The potential benefits of skin delivery of vaccines derive from the presence of a densely connected network of antigen presenting cells in the skin layer, most significantly represented by Langerhans cells and dermal dendritic cells. Targeting these cells by adjuvant conjugated to an antigen should result in enhanced immunogenicity of a vaccine. Since one of the most widely used adjuvants is an insoluble salt of aluminum (aluminum hydroxide) that cannot be used for skin delivery due to reactogenicity, we focused our attention on agonists of receptors present on skin dendritic cells, including the Dectin-1 receptor. beta-(1-3)-glucans, which are the most abundant components of the fungal surface, are known to activate the innate immune response by interaction with the C-type lectin-like Dectin-1 receptor.

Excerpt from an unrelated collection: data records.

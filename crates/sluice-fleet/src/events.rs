//! Fleet events and notifiers for observability.
//!
//! Events are emitted by the manager as runs progress so consumers can
//! observe dispatch, reuse and completion without polling run trees.

use serde::{Deserialize, Serialize};
use sluice_cache::RecordId;
use sluice_container::OutcomeKind;
use sluice_run::{NodeId, RunId, RunState};
use tokio::sync::mpsc;

/// Events emitted while the manager drives runs.
#[derive(Debug, Clone, Serialize, Deserialize)]
pub enum FleetEvent {
  /// A run was accepted from the queue and expanded.
  RunStarted { run_id: RunId, pipeline_id: String },

  /// A component was handed to a worker slot.
  ComponentDispatched {
    run_id: RunId,
    node: NodeId,
    name: String,
    slot: usize,
  },

  /// A component was satisfied from the result cache.
  ComponentReused {
    run_id: RunId,
    node: NodeId,
    name: String,
    record: RecordId,
  },

  /// A reused component is being re-executed to regenerate purged outputs.
  ComponentRecovering { run_id: RunId, node: NodeId },

  /// A component finished successfully.
  ComponentSucceeded { run_id: RunId, node: NodeId },

  /// A component failed.
  ComponentFailed {
    run_id: RunId,
    node: NodeId,
    kind: OutcomeKind,
    message: Option<String>,
  },

  /// A run reached a terminal state.
  RunFinished { run_id: RunId, state: RunState },
}

/// Trait for receiving fleet events.
///
/// The manager calls `notify` for each event; implementations decide what to
/// do with them.
pub trait EventNotifier: Send + Sync + 'static {
  fn notify(&self, event: FleetEvent);
}

/// A no-op notifier that discards all events.
#[derive(Debug, Clone, Default)]
pub struct NoopNotifier;

impl EventNotifier for NoopNotifier {
  fn notify(&self, _event: FleetEvent) {}
}

/// A notifier that sends events to an unbounded channel.
#[derive(Debug, Clone)]
pub struct ChannelNotifier {
  // Unbounded so a slow consumer never stalls the control loop.
  sender: mpsc::UnboundedSender<FleetEvent>,
}

impl ChannelNotifier {
  pub fn new(sender: mpsc::UnboundedSender<FleetEvent>) -> Self {
    Self { sender }
  }
}

impl EventNotifier for ChannelNotifier {
  fn notify(&self, event: FleetEvent) {
    // Receiver may have been dropped
    let _ = self.sender.send(event);
  }
}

In this work we identified by rational design a well-defined synthetic beta-(1-3)-glucan hexasaccharide as a Dectin-1 agonist and chemically conjugated it to the genetically detoxified diphtheria toxin (CRM197) protein antigen, as a means to increase the binding to Dectin-1 receptor and to target to skin dendritic cells. We demonstrated that the in vitro activation of the receptor was significantly impacted by the presentation of the glucan on the protein carrier. In vivo results in mice showed that the conjugation of the synthetic beta-(1-3)-glucan when delivered intradermally resulted in higher antibody titers in comparison to intramuscular (i.m.) immunization and was not different from subcutaneous (s.c.) delivery. These findings suggest that weak receptor binders can be turned into more potent agonists by the multivalent presentation of many ligands covalently conjugated to the protein core. Moreover, this approach is particularly valuable to increase the immunogenicity of antigens administered via skin delivery.